Google Unveils Project Astra at I/O 2024: AI Takes Center Stage Again
When Google introduced its Duplex voice assistant technology at the 2018 developer conference, it sparked both admiration and concern. Fast forward to I/O 2024, and the company reignited similar sentiments with the unveiling of Project Astra, a new AI application.
Before the keynote began, Google teased Project Astra on social media with a video showcasing a camera-based AI app. During the keynote, DeepMind CEO Demis Hassabis shared that his team has "always wanted to develop universal AI agents that can be helpful in everyday life," positioning Project Astra as a significant step in that direction.
What is Project Astra?
In a video presented during a media briefing, Project Astra appeared as an interactive app featuring a viewfinder interface. Users could point their phone’s camera at various objects in an office while speaking prompts like, "Tell me when you see something that makes sound." When a speaker was identified, Gemini responded, "I see a speaker, which makes sound."

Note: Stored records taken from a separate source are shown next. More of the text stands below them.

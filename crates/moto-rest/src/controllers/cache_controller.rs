//! Cache diagnostics controller.

use crate::{
    responses::{ok, ApiResult},
    state::AppState,
};
use axum::{extract::State, routing::get, Router};
use moto_service::CacheStatsSnapshot;
use serde::{Deserialize, Serialize};

/// Cache statistics response: enough to answer "is the cache doing
/// anything".
#[derive(Debug, Clone, Serialize, Deserialize)]
pub struct CacheStatsResponse {
    /// Collection name (the cache key prefix).
    pub collection: String,
    /// Configured entry TTL in seconds.
    pub ttl_secs: u64,
    /// Whether a cache backend is active.
    pub enabled: bool,
    /// Hit/miss/invalidation counters since process start.
    pub counters: CacheStatsSnapshot,
}

/// Creates the cache diagnostics router.
pub fn router() -> Router<AppState> {
    Router::new().route("/cache-stats", get(cache_stats))
}

/// Get cache statistics.
async fn cache_stats(State(state): State<AppState>) -> ApiResult<CacheStatsResponse> {
    let cache = &state.cache;
    ok(CacheStatsResponse {
        collection: cache.collection.clone(),
        ttl_secs: cache.ttl_secs,
        enabled: cache.enabled,
        counters: cache.stats.snapshot(),
    })
}
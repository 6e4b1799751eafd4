//! Post-load configuration validation.

use crate::AppConfig;
use moto_core::{MotoError, MotoResult};

/// Validates a loaded configuration.
///
/// The cache section carries the invariants the key scheme depends on:
/// a positive TTL, a non-empty collection name, and a separator that can
/// never appear inside the collection name or a numeric identifier.
pub fn validate_config(config: &AppConfig) -> MotoResult<()> {
    if config.cache.ttl_secs == 0 {
        return Err(MotoError::configuration(
            "cache.ttl_secs must be a positive number of seconds",
        ));
    }

    if config.cache.collection.trim().is_empty() {
        return Err(MotoError::configuration(
            "cache.collection must not be empty",
        ));
    }

    let sep = config.cache.key_separator;
    if sep.is_ascii_digit() {
        return Err(MotoError::configuration(
            "cache.key_separator must not be a digit (identifiers are numeric)",
        ));
    }
    if config.cache.collection.contains(sep) {
        return Err(MotoError::configuration(format!(
            "cache.key_separator '{}' appears in cache.collection '{}'",
            sep, config.cache.collection
        )));
    }

    if config.server.port == 0 {
        return Err(MotoError::configuration("server.port must be non-zero"));
    }

    Ok(())
}

#[cfg(test)]
mod tests {
    use super::*;

    #[test]
    fn test_default_config_is_valid() {
        assert!(validate_config(&AppConfig::default()).is_ok());
    }

    #[test]
    fn test_zero_ttl_rejected() {
        let mut config = AppConfig::default();
        config.cache.ttl_secs = 0;
        assert!(validate_config(&config).is_err());
    }

    #[test]
    fn test_empty_collection_rejected() {
        let mut config = AppConfig::default();
        config.cache.collection = "  ".to_string();
        assert!(validate_config(&config).is_err());
    }

    #[test]
    fn test_digit_separator_rejected() {
        let mut config = AppConfig::default();
        config.cache.key_separator = '1';
        assert!(validate_config(&config).is_err());
    }

    #[test]
    fn test_separator_inside_collection_rejected() {
        let mut config = AppConfig::default();
        config.cache.collection = "user:list".to_string();
        config.cache.key_separator = ':';
        assert!(validate_config(&config).is_err());
    }
}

The user then inquired, "What is that part of the speaker called?" to which Gemini accurately replied, "That is the tweeter. It produces high-frequency sounds."

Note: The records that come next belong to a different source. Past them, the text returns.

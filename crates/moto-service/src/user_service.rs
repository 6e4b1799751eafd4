//! User service trait.

use crate::dto::{CreateUserRequest, UpdateUserRequest, UserListResponse, UserResponse};
use async_trait::async_trait;
use moto_core::{MotoResult, UserId};

/// User service interface: the four CRUD shapes the REST layer calls.
///
/// Implemented by the repository-backed [`UserServiceImpl`] and decorated
/// by [`CachedUserService`], which adds the response cache in front of the
/// read paths.
///
/// [`UserServiceImpl`]: crate::UserServiceImpl
/// [`CachedUserService`]: crate::CachedUserService
#[async_trait]
pub trait UserService: Send + Sync {
    /// Returns the full user collection.
    async fn list_users(&self) -> MotoResult<UserListResponse>;

    /// Returns a single user, or `NotFound`.
    async fn get_user(&self, id: UserId) -> MotoResult<UserResponse>;

    /// Creates a user from validated fields.
    async fn create_user(&self, request: CreateUserRequest) -> MotoResult<UserResponse>;

    /// Updates a user, or `NotFound`.
    async fn update_user(&self, id: UserId, request: UpdateUserRequest)
        -> MotoResult<UserResponse>;

    /// Deletes a user, or `NotFound`.
    async fn delete_user(&self, id: UserId) -> MotoResult<()>;
}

In a single-take demonstration, the tester asked Gemini for "a creative alliteration about these," while pointing to a cup of crayons. Gemini responded, "Creative crayons color cheerfully. They certainly craft colorful creations."

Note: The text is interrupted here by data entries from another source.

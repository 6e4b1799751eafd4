//! # Moto Server
//!
//! Main entry point for the Moto user service.

use moto_config::ConfigLoader;
use moto_core::MotoResult;
use tracing::{error, info};
use tracing_subscriber::EnvFilter;

mod app;

#[tokio::main]
async fn main() {
    init_logging();

    info!("Starting Moto user service...");
    info!("Version: {}", env!("CARGO_PKG_VERSION"));

    if let Err(e) = run().await {
        error!("Application error: {}", e);
        std::process::exit(1);
    }
}

async fn run() -> MotoResult<()> {
    let config_loader = ConfigLoader::from_default_location()?;
    let config = config_loader.get().await;

    info!("Environment: {}", config.app.environment);

    app::serve(config).await
}

/// Initializes the tracing subscriber.
fn init_logging() {
    let filter = EnvFilter::try_from_default_env().unwrap_or_else(|_| EnvFilter::new("info"));

    tracing_subscriber::fmt()
        .with_env_filter(filter)
        .with_target(true)
        .init();
}
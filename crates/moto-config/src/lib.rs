//! # Moto Config
//!
//! Layered configuration for the Moto user service: TOML files plus
//! `MOTO_`-prefixed environment variable overrides, with post-load
//! validation of the cache and security sections.

pub mod app_config;
pub mod loader;
pub mod validation;

pub use app_config::*;
pub use loader::ConfigLoader;
pub use validation::validate_config;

Are Those Project Astra Glasses? Is Google Glass Making a Comeback?
The video further demonstrated Gemini's capabilities in identifying software code and determining the user's neighborhood based on the view outside. Impressively, when asked, "Do you remember where you saw my glasses?" Gemini accurately replied, locating them on a desk near a red apple, even though they were out of frame.
After finding the glasses, the tester wore them, shifting the video perspective to display what the glasses viewed. With an onboard camera, the glasses scanned the surroundings, including a whiteboard diagram. When the tester asked, "What can I add here to make this system faster?" an onscreen waveform indicated Gemini was listening, responding with, "Adding a cache between the server and database could improve speed."
In a playful exchange, when asked, "What does this remind you of?" while looking at doodled cats, Astra replied, "Schrodinger's cat." Finally, when presented with a plush tiger next to a golden retriever, Astra humorously suggested, "Golden stripes" as a band name for the duo.
How Does Project Astra Work?
Project Astra excels in processing visual information in real-time while retaining contextual knowledge. As Hassabis explained, these AI agents are designed to process information efficiently by continuously encoding video frames, combining video and speech inputs into a coherent timeline, and caching information for quick recall.
The speed of Astra's responses was markedly impressive, a feat Hassabis noted involves overcoming significant engineering challenges in conversational AI.
Additionally, Google has been enhancing the vocal expressiveness of its AI systems, improving their intonations to create a more human-like dialogue, reminiscent of Duplex's subtle verbal cues.
When Will Project Astra Be Available?
Currently, Project Astra is an early-stage feature without a specific launch timeline. However, Hassabis mentioned that future iterations of these assistants could be accessed "through your phone or glasses." While it's unclear if these glasses will be a new product or a successor to Google Glass, he confirmed that "some of these capabilities are coming to Google products, like the Gemini app, later this year."